__Brief__: Where the line containing "let base = 50.0" appears in the records below, begin there and write out each line exactly until the last one, and nothing more.

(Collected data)

↓

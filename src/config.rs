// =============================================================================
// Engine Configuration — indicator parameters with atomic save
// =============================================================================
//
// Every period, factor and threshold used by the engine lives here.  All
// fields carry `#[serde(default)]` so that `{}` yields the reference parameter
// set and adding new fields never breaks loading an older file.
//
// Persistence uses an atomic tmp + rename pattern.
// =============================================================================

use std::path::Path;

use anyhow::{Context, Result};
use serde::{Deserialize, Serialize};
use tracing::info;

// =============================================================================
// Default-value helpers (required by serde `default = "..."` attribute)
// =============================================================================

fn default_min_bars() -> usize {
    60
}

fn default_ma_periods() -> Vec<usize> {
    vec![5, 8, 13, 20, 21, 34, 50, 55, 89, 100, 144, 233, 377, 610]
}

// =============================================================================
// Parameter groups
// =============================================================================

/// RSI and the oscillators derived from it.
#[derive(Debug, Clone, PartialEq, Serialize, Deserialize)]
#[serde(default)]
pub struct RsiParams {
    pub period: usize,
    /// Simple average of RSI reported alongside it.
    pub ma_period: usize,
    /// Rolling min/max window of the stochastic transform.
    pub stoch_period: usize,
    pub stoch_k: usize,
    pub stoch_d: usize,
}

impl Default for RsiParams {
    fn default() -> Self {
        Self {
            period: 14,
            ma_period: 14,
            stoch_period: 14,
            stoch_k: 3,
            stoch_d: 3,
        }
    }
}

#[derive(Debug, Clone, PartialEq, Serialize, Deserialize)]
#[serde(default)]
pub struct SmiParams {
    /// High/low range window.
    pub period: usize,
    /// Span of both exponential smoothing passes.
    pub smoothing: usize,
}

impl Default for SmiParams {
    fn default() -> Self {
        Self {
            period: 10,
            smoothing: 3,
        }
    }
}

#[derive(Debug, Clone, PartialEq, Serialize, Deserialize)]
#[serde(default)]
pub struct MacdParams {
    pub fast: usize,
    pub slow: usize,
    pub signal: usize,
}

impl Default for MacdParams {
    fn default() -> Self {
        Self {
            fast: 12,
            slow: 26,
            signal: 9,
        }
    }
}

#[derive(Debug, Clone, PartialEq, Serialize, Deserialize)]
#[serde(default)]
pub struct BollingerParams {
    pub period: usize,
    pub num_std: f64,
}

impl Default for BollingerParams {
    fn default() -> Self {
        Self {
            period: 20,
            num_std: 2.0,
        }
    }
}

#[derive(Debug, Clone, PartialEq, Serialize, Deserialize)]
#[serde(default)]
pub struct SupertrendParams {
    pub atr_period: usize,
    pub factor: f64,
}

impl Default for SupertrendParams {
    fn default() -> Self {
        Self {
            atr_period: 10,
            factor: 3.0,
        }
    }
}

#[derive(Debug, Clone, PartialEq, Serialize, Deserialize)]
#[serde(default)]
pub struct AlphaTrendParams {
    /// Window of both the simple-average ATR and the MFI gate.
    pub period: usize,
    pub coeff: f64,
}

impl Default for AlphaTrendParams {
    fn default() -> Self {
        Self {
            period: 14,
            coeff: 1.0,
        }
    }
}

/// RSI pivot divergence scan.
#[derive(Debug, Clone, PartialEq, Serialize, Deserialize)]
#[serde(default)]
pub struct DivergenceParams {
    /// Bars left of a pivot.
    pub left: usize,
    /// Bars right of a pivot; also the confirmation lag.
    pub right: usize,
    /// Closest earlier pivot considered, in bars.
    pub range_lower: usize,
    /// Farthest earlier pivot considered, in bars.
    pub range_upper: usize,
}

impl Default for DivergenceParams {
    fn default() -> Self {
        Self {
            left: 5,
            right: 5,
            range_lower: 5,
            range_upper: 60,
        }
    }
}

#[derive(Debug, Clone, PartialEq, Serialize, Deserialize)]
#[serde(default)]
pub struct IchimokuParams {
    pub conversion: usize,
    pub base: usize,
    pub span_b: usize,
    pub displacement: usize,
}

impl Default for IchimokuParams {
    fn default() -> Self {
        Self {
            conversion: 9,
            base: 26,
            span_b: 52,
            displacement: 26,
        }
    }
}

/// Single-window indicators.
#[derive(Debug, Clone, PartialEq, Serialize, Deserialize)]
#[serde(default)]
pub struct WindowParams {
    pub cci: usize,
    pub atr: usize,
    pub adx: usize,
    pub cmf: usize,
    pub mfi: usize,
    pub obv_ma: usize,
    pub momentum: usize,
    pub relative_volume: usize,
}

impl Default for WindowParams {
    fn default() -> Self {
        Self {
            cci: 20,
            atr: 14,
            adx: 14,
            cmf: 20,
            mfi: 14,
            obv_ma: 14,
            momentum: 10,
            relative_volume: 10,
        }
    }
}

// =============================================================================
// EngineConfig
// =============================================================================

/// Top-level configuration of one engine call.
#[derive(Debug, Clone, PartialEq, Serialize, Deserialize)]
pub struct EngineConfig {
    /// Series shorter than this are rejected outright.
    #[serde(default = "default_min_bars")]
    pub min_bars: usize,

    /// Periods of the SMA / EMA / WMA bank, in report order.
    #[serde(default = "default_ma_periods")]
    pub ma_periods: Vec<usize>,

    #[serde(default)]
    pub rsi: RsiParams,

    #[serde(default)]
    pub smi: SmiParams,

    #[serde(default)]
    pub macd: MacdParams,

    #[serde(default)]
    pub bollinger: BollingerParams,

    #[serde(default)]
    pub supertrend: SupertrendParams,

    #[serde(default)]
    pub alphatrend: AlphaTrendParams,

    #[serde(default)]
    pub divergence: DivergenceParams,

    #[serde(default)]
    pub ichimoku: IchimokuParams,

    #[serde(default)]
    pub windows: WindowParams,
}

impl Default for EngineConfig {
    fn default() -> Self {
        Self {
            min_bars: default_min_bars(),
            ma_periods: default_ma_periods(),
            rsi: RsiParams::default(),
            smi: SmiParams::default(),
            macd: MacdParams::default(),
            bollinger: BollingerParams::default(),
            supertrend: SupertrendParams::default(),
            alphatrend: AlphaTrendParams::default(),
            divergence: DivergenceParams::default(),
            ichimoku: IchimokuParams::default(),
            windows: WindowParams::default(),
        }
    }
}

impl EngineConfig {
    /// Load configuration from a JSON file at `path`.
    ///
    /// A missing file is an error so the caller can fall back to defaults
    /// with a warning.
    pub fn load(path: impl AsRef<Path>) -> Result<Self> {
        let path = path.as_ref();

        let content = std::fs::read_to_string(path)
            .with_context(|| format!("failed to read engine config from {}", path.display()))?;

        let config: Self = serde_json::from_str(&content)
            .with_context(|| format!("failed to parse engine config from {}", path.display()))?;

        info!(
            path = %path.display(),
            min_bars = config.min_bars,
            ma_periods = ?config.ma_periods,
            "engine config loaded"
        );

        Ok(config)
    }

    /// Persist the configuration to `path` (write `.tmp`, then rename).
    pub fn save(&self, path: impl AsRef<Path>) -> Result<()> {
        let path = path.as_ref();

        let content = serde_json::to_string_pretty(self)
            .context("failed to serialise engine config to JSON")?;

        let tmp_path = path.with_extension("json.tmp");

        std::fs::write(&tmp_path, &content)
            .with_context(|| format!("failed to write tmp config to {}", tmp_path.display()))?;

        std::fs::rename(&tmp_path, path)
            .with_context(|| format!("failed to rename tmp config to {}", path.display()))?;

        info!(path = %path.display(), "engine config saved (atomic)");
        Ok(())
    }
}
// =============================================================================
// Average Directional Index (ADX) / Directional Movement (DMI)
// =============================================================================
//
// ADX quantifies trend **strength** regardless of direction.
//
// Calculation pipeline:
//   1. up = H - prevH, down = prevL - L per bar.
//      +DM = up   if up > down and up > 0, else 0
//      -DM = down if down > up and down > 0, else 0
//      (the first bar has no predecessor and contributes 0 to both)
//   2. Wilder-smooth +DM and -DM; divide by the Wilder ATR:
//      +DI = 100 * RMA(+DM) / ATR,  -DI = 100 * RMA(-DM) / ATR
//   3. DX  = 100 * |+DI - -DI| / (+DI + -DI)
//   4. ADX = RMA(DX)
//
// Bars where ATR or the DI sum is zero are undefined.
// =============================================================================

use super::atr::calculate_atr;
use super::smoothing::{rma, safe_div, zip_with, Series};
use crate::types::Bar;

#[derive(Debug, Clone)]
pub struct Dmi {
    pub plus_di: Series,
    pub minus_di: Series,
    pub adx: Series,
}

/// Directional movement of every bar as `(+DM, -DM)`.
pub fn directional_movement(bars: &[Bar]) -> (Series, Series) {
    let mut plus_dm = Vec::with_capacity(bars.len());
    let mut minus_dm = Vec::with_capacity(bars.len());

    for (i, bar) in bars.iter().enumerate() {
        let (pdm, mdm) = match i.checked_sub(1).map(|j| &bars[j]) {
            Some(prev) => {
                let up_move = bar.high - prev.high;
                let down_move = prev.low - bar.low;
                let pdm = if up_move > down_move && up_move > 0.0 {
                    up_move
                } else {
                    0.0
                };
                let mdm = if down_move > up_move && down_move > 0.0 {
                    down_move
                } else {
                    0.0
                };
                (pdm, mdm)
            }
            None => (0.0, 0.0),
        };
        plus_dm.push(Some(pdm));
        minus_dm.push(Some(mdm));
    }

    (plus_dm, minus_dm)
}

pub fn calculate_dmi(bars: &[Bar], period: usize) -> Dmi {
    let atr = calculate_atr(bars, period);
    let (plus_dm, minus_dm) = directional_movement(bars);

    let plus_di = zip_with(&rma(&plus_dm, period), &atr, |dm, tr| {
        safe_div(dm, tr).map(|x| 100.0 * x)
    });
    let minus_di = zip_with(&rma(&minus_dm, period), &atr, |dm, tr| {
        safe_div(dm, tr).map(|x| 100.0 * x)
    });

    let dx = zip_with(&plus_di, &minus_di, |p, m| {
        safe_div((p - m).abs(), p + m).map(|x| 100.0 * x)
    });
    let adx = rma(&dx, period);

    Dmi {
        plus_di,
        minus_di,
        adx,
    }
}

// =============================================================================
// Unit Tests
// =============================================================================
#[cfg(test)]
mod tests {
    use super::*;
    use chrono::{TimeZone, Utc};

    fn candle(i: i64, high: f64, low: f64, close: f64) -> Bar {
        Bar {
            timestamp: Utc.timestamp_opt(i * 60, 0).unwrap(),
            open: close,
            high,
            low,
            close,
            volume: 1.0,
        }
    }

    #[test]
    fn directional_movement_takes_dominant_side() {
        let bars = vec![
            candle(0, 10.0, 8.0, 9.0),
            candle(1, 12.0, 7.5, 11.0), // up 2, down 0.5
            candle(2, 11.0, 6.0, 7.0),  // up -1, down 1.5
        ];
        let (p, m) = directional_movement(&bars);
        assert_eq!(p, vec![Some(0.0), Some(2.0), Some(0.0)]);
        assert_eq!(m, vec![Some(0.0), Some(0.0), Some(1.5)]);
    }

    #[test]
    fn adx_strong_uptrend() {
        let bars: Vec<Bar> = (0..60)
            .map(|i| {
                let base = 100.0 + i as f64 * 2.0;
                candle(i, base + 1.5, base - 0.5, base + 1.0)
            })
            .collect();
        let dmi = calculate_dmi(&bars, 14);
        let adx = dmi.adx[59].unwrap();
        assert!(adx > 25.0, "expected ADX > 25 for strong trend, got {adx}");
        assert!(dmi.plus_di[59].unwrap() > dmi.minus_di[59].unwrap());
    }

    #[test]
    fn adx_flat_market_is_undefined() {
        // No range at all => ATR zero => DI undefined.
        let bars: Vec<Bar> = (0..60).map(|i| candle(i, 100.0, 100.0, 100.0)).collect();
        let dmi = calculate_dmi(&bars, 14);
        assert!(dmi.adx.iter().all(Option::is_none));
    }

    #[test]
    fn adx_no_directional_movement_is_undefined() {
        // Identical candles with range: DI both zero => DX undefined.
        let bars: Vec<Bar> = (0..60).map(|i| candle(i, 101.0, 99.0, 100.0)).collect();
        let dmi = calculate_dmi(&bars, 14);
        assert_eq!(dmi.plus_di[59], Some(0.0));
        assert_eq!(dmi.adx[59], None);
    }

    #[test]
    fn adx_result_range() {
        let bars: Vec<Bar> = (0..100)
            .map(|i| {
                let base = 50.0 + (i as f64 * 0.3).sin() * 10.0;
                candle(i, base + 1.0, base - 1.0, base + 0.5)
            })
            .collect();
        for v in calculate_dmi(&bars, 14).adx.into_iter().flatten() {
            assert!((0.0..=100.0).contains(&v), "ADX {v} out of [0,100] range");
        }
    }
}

↑

__Solution for this problem__:
                let base = 50.0 + (i as f64 * 0.3).sin() * 10.0;
                candle(i, base + 1.0, base - 1.0, base + 0.5)
            })
            .collect();
        for v in calculate_dmi(&bars, 14).adx.into_iter().flatten() {
            assert!((0.0..=100.0).contains(&v), "ADX {v} out of [0,100] range");
        }
    }
}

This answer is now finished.